2人中、2人の方がこのレビューが役に立ったと投票しています。

 読むほどに気分悪くて「買わなきゃよかった」と思う本なんだけどさ、泉山真奈美さんのナニがダメなのかハッキリしたのは、まあ、読んでよかったか。スッキリしたかな。
 バイオグラフィが明らかになって、この人は青森のソウルオタク少女のまんまなのだ、ト。罪状は、この人がある時期に日本のヒップホップファンに与えた影響の大きさによる。要するに「なぜ我々は、対訳・解説者として泉山真奈美しか得られなかったのか」(ギャラか……)。

 一、執拗で偏向したクール・モー・ディー支持
 一、執拗で(以下略)BDP支持と手のひらを返すような不支持
 一、ギャングスタ・ラップ不支持
 一、ダンスフロアの現場への無知・無関心

……などと数え出すとキリがないが、これら偏見たっぷりのご意見により我々は音を聴く前にたっぷりと先入観を植え付けられた。おれが初めて目にした泉山批判は『ミュージック・マガジン』誌上でのECDの発言———泉山のギャングスタ・ラップへの過剰な(紹介者として明らかに不適切な)悪意を指摘するもの、であった。
 おそらくご本人なりには中立を保って(目をつぶって)歌詞対訳なぞ引き受けておられるのだろうが(引き受けてくれなきゃいいのに!)漏らすコメントはことごとく自分の趣味・主観で凝り固まっているため、その訳業に対しても疑いを抱いてしまう。彼女が数少ないヒップホップの初期紹介者の一人だったことは、日本のファン(およびレコード会社)には不幸だったと言えるだろう。我々はどこか違和感を感じつつ、彼女の主観で塗り固められた文章を数多く読まされてきた。
 幸いに、今や雑誌『ブラスト』ライター陣を始めとするヒップホップライターは数多く存在し(『ギャングスタ・ラヴ Vol.1』まで存在し)、自分のテイストに合う評者も選りどりであるような昨今だが、ホーント当時は泉山と藤田正さんと湯浅学さんと……数えるほどしかいなかった。その影響力の高さったら……結局、評者自身の好き嫌いをあるていど度外視して「ヒップホップミュージックの全体像」を見せてくれたのはECD編『ザ・パーフェクト・ビーツ』(ミュージックマガジン・96年7月・税抜き1465円)が初めてだったのではないか。ま、これはあくまで当時のおれのような、ディスコやクラブへ行かずにオウチでCD聴いてる「ファン」にとっての話ではあるけれど。

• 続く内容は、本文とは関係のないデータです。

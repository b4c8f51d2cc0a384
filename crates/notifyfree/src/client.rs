// Copyright 2025-Present Datadog, Inc. https://www.datadoghq.com/
// SPDX-License-Identifier: Apache-2.0

//! Delivery of formatted entries to the NotifyFree ingestion endpoint.
//!
//! ```text
//!   send(entry)          send_batch(entries)
//!       │                       │
//!       v                       v
//!   POST {endpoint}       POST {endpoint}/batch
//!       │                       │
//!       │                404 ───┴──> send(entry) for each entry
//!       v
//!   ┌────────────┐
//!   │   Retry?   │  2xx: done, 401: stop, else: sleep base * 2^(n-1)
//!   └────────────┘
//! ```
//!
//! [`LogSender`] is the seam between the handler and the network. [`Client`]
//! is the HTTP implementation; [`InertSender`] stands in when configuration is
//! incomplete and the host asked for degraded operation.

use async_trait::async_trait;
use reqwest::StatusCode;
use serde::Serialize;
use std::sync::Arc;
use std::time::{Duration, Instant};
use tokio::task::JoinSet;
use tracing::{debug, error, warn};

use crate::config::{Config, MissingConfigPolicy};
use crate::error::{ConfigError, DeliveryError};
use crate::formatter::FormattedEntry;
use crate::http::get_client;

const BATCH_PATH: &str = "/batch";

#[async_trait]
pub trait LogSender: Send + Sync + std::fmt::Debug {
    /// Deliver a single entry.
    async fn send(&self, entry: &FormattedEntry) -> Result<(), DeliveryError>;

    /// Deliver entries in a single request. An empty slice is a no-op.
    async fn send_batch(&self, entries: &[FormattedEntry]) -> Result<(), DeliveryError>;

    /// Probe the endpoint. Never fails, unreachable is `false`.
    async fn test_connection(&self) -> bool;

    fn endpoint(&self) -> &str;
}

#[derive(Serialize)]
struct BatchPayload<'a> {
    app_id: &'a str,
    messages: &'a [FormattedEntry],
}

enum PostOutcome {
    Delivered,
    NotFound,
}

/// HTTP delivery client with bounded retries and exponential backoff.
#[derive(Debug, Clone)]
pub struct Client {
    http: reqwest::Client,
    endpoint: String,
    batch_endpoint: String,
    app_id: String,
    retry_attempts: u32,
    backoff_base: Duration,
}

impl Client {
    /// Build a client from validated configuration.
    ///
    /// # Errors
    /// Any [`ConfigError`] from [`Config::validate`] or from building the
    /// underlying HTTP client.
    pub fn new(config: &Config) -> Result<Self, ConfigError> {
        config.validate()?;
        let token = config.token.as_deref().unwrap_or_default();
        let http = get_client(token, config.timeout)?;
        let endpoint = config.endpoint.trim_end_matches('/').to_string();

        Ok(Client {
            http,
            batch_endpoint: format!("{endpoint}{BATCH_PATH}"),
            endpoint,
            app_id: config.app_id.clone().unwrap_or_default(),
            retry_attempts: config.retry_attempts.max(1),
            backoff_base: config.retry_backoff_base,
        })
    }

    /// Delay before retry number `attempt` (1-based): `base * 2^(attempt-1)`.
    #[must_use]
    pub fn backoff_for(&self, attempt: u32) -> Duration {
        let factor = 2u32.saturating_pow(attempt.saturating_sub(1));
        self.backoff_base.saturating_mul(factor)
    }

    async fn post_with_retry(
        &self,
        url: &str,
        body: Vec<u8>,
        not_found_is_final: bool,
    ) -> Result<PostOutcome, DeliveryError> {
        let mut attempts = 0;

        loop {
            let time = Instant::now();
            attempts += 1;
            let resp = self.http.post(url).body(body.clone()).send().await;
            let elapsed = time.elapsed();

            let cause = match resp {
                Ok(resp) => {
                    let status = resp.status();
                    if status.is_success() {
                        return Ok(PostOutcome::Delivered);
                    }
                    if status == StatusCode::UNAUTHORIZED {
                        error!("NOTIFYFREE | Request was rejected: invalid token. Not retrying.");
                        return Err(DeliveryError::Auth);
                    }
                    if status == StatusCode::NOT_FOUND && not_found_is_final {
                        return Ok(PostOutcome::NotFound);
                    }
                    format!("unexpected status {status}")
                }
                Err(e) => e.to_string(),
            };

            if attempts >= self.retry_attempts {
                error!(
                    "NOTIFYFREE | Failed to send request after {} ms and {} attempts: {}",
                    elapsed.as_millis(),
                    attempts,
                    cause
                );
                return Err(DeliveryError::Network { attempts, cause });
            }

            let backoff = self.backoff_for(attempts);
            debug!(
                "NOTIFYFREE | Attempt {} to {} failed ({}), retrying in {} ms",
                attempts,
                url,
                cause,
                backoff.as_millis()
            );
            tokio::time::sleep(backoff).await;
        }
    }

    /// Sends entries one by one after the batch endpoint reported 404.
    async fn send_individually(&self, entries: &[FormattedEntry]) -> Result<(), DeliveryError> {
        let total = entries.len();
        let mut delivered = 0;
        for entry in entries {
            match self.send(entry).await {
                Ok(()) => delivered += 1,
                Err(DeliveryError::Auth) => return Err(DeliveryError::Auth),
                Err(e) => debug!("NOTIFYFREE | Individual send failed: {e}"),
            }
        }

        if delivered * 2 > total {
            debug!("NOTIFYFREE | Batch fallback delivered {delivered} of {total} entries");
            Ok(())
        } else {
            Err(DeliveryError::PartialBatch { delivered, total })
        }
    }
}

#[async_trait]
impl LogSender for Client {
    async fn send(&self, entry: &FormattedEntry) -> Result<(), DeliveryError> {
        let body = serde_json::to_vec(entry)?;
        self.post_with_retry(&self.endpoint, body, false)
            .await
            .map(|_| ())
    }

    async fn send_batch(&self, entries: &[FormattedEntry]) -> Result<(), DeliveryError> {
        if entries.is_empty() {
            return Ok(());
        }
        let body = serde_json::to_vec(&BatchPayload {
            app_id: &self.app_id,
            messages: entries,
        })?;

        match self
            .post_with_retry(&self.batch_endpoint, body, true)
            .await?
        {
            PostOutcome::Delivered => Ok(()),
            PostOutcome::NotFound => {
                warn!("NOTIFYFREE | Batch endpoint not found, sending entries individually");
                self.send_individually(entries).await
            }
        }
    }

    async fn test_connection(&self) -> bool {
        match self.http.head(&self.endpoint).send().await {
            Ok(resp) => matches!(
                resp.status(),
                StatusCode::OK | StatusCode::METHOD_NOT_ALLOWED
            ),
            Err(e) => {
                debug!("NOTIFYFREE | Connection test failed: {e}");
                false
            }
        }
    }

    fn endpoint(&self) -> &str {
        &self.endpoint
    }
}

/// Sender used when configuration is incomplete.
///
/// Accepts everything, delivers nothing, and reports the service as
/// unavailable.
#[derive(Debug, Clone)]
pub struct InertSender {
    endpoint: String,
}

impl InertSender {
    #[must_use]
    pub fn new(endpoint: impl Into<String>) -> Self {
        InertSender {
            endpoint: endpoint.into(),
        }
    }
}

#[async_trait]
impl LogSender for InertSender {
    async fn send(&self, _entry: &FormattedEntry) -> Result<(), DeliveryError> {
        Ok(())
    }

    async fn send_batch(&self, _entries: &[FormattedEntry]) -> Result<(), DeliveryError> {
        Ok(())
    }

    async fn test_connection(&self) -> bool {
        false
    }

    fn endpoint(&self) -> &str {
        &self.endpoint
    }
}

/// Build the sender for `config`, honoring its missing-config policy.
///
/// An endpoint that is present but not a valid URL is always an error.
///
/// # Errors
/// [`ConfigError`] when the configuration cannot produce a working client and
/// the policy is [`MissingConfigPolicy::FailFast`], or when the endpoint is
/// malformed.
pub fn build_sender(config: &Config) -> Result<Arc<dyn LogSender>, ConfigError> {
    match config.validate() {
        Ok(()) => Ok(Arc::new(Client::new(config)?)),
        Err(e @ ConfigError::Missing(_))
            if config.on_missing_config == MissingConfigPolicy::Degrade =>
        {
            warn!("NOTIFYFREE | {e}. Log delivery is disabled.");
            Ok(Arc::new(InertSender::new(config.endpoint.clone())))
        }
        Err(e) => Err(e),
    }
}

/// Result of dispatching one chunk.
#[derive(Debug)]
pub struct ChunkOutcome {
    /// Position of the chunk in dispatch order.
    pub index: usize,
    pub size: usize,
    pub result: Result<(), DeliveryError>,
}

/// Send every chunk concurrently and wait for all of them to settle.
///
/// Outcomes are returned in chunk order regardless of completion order. A
/// chunk whose task could not be joined is reported as failed.
pub async fn dispatch_chunks(
    sender: Arc<dyn LogSender>,
    chunks: Vec<Vec<FormattedEntry>>,
) -> Vec<ChunkOutcome> {
    let sizes: Vec<usize> = chunks.iter().map(Vec::len).collect();
    let mut results: Vec<Option<Result<(), DeliveryError>>> =
        std::iter::repeat_with(|| None).take(chunks.len()).collect();

    let mut set = JoinSet::new();
    for (index, chunk) in chunks.into_iter().enumerate() {
        let sender = Arc::clone(&sender);
        set.spawn(async move { (index, sender.send_batch(&chunk).await) });
    }

    while let Some(joined) = set.join_next().await {
        match joined {
            Ok((index, result)) => {
                if let Some(slot) = results.get_mut(index) {
                    *slot = Some(result);
                }
            }
            Err(e) => debug!("NOTIFYFREE | Failed to join chunk task: {e}"),
        }
    }

    results
        .into_iter()
        .zip(sizes)
        .enumerate()
        .map(|(index, (result, size))| ChunkOutcome {
            index,
            size,
            result: result.unwrap_or_else(|| {
                Err(DeliveryError::Network {
                    attempts: 0,
                    cause: "chunk task did not complete".to_string(),
                })
            }),
        })
        .collect()
}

 まあ「執拗」なギャングスタ・ラップ嫌悪の発言が、もしかすると現在の日本ヒップホップシーン主流の健全さ・ポジティブさに一役買ったのだとすれば、これはこれで結果として良かったのかもしれないが、でもモシあの頃の泉山真奈美の位置に、超エロ文体のタカコスタ・ロドリゲスとか高橋瑞穂とかがいたとしたらさー、日本のヒップホップは……今よりダメか、やっぱり。でもホントにそうかな? 

 結論としては「泉山さんが何かカンにさわってたヒトは読むと(立ち読みするには厚すぎるけど)、スッキリする本」なんじゃないだろか。